## Problem to solve
If a line in the records contains the string "OrderTotals", show that line.

## Data in this exercise

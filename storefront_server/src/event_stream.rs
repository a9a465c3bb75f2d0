//! The dashboard event stream.
//!
//! Admin dashboards hold a long-lived SSE connection to `/api/events` and receive every order and stats
//! event published after they connect. The stream is read-only and carries no history: it is a live window
//! onto the broadcaster, nothing more.

use actix_web::{get, web, HttpResponse, Responder};
use bytes::Bytes;
use futures::stream;
use log::*;
use storefront_engine::events::{DashboardEvent, EventBroadcaster};
use tokio::sync::broadcast::error::RecvError;

/// Formats one SSE frame: the topic as the `event:` field, the JSON payload as `data:`.
fn sse_frame(event: &DashboardEvent) -> Option<Bytes> {
    match serde_json::to_string(event) {
        Ok(json) => Some(Bytes::from(format!("event: {}\ndata: {json}\n\n", event.topic()))),
        Err(e) => {
            error!("📡️ Could not serialize {} event: {e}", event.topic());
            None
        },
    }
}

#[get("/events")]
pub async fn event_stream(broadcaster: web::Data<EventBroadcaster>) -> impl Responder {
    debug!("📡️ Dashboard client connected to the event stream");
    let rx = broadcaster.subscribe();
    let stream = stream::unfold(rx, |mut rx| async move {
        loop {
            match rx.recv().await {
                Ok(event) => match sse_frame(&event) {
                    Some(frame) => return Some((Ok::<_, actix_web::Error>(frame), rx)),
                    None => continue,
                },
                Err(RecvError::Lagged(missed)) => {
                    // The subscriber fell behind the buffer; skip ahead rather than disconnect
                    warn!("📡️ Slow event stream subscriber missed {missed} event(s)");
                    continue;
                },
                Err(RecvError::Closed) => return None,
            }
        }
    });
    HttpResponse::Ok()
        .content_type("text/event-stream")
        .insert_header(("Cache-Control", "no-cache"))
        .streaming(stream)
}

#[cfg(test)]
mod test {
    use storefront_common::Cents;
    use storefront_engine::stats::{DashboardStats, OrderTotals};

    use super::*;

    #[test]
    fn frames_carry_topic_and_json_payload() {
        let stats = DashboardStats::assemble(OrderTotals { total_revenue: Cents::from(500), pending_count: 2 }, 3, vec![]);
        let frame = sse_frame(&DashboardEvent::StatsUpdate(stats)).expect("frame should serialize");
        let text = String::from_utf8(frame.to_vec()).unwrap();
        assert!(text.starts_with("event: stats_update\ndata: "));
        assert!(text.ends_with("\n\n"));
        assert!(text.contains(r#""totalRevenue":500"#));
        assert!(text.contains(r#""newOrdersCount":2"#));
    }
}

## Solved problem
    use storefront_engine::stats::{DashboardStats, OrderTotals};
        let stats = DashboardStats::assemble(OrderTotals { total_revenue: Cents::from(500), pending_count: 2 }, 3, vec![]);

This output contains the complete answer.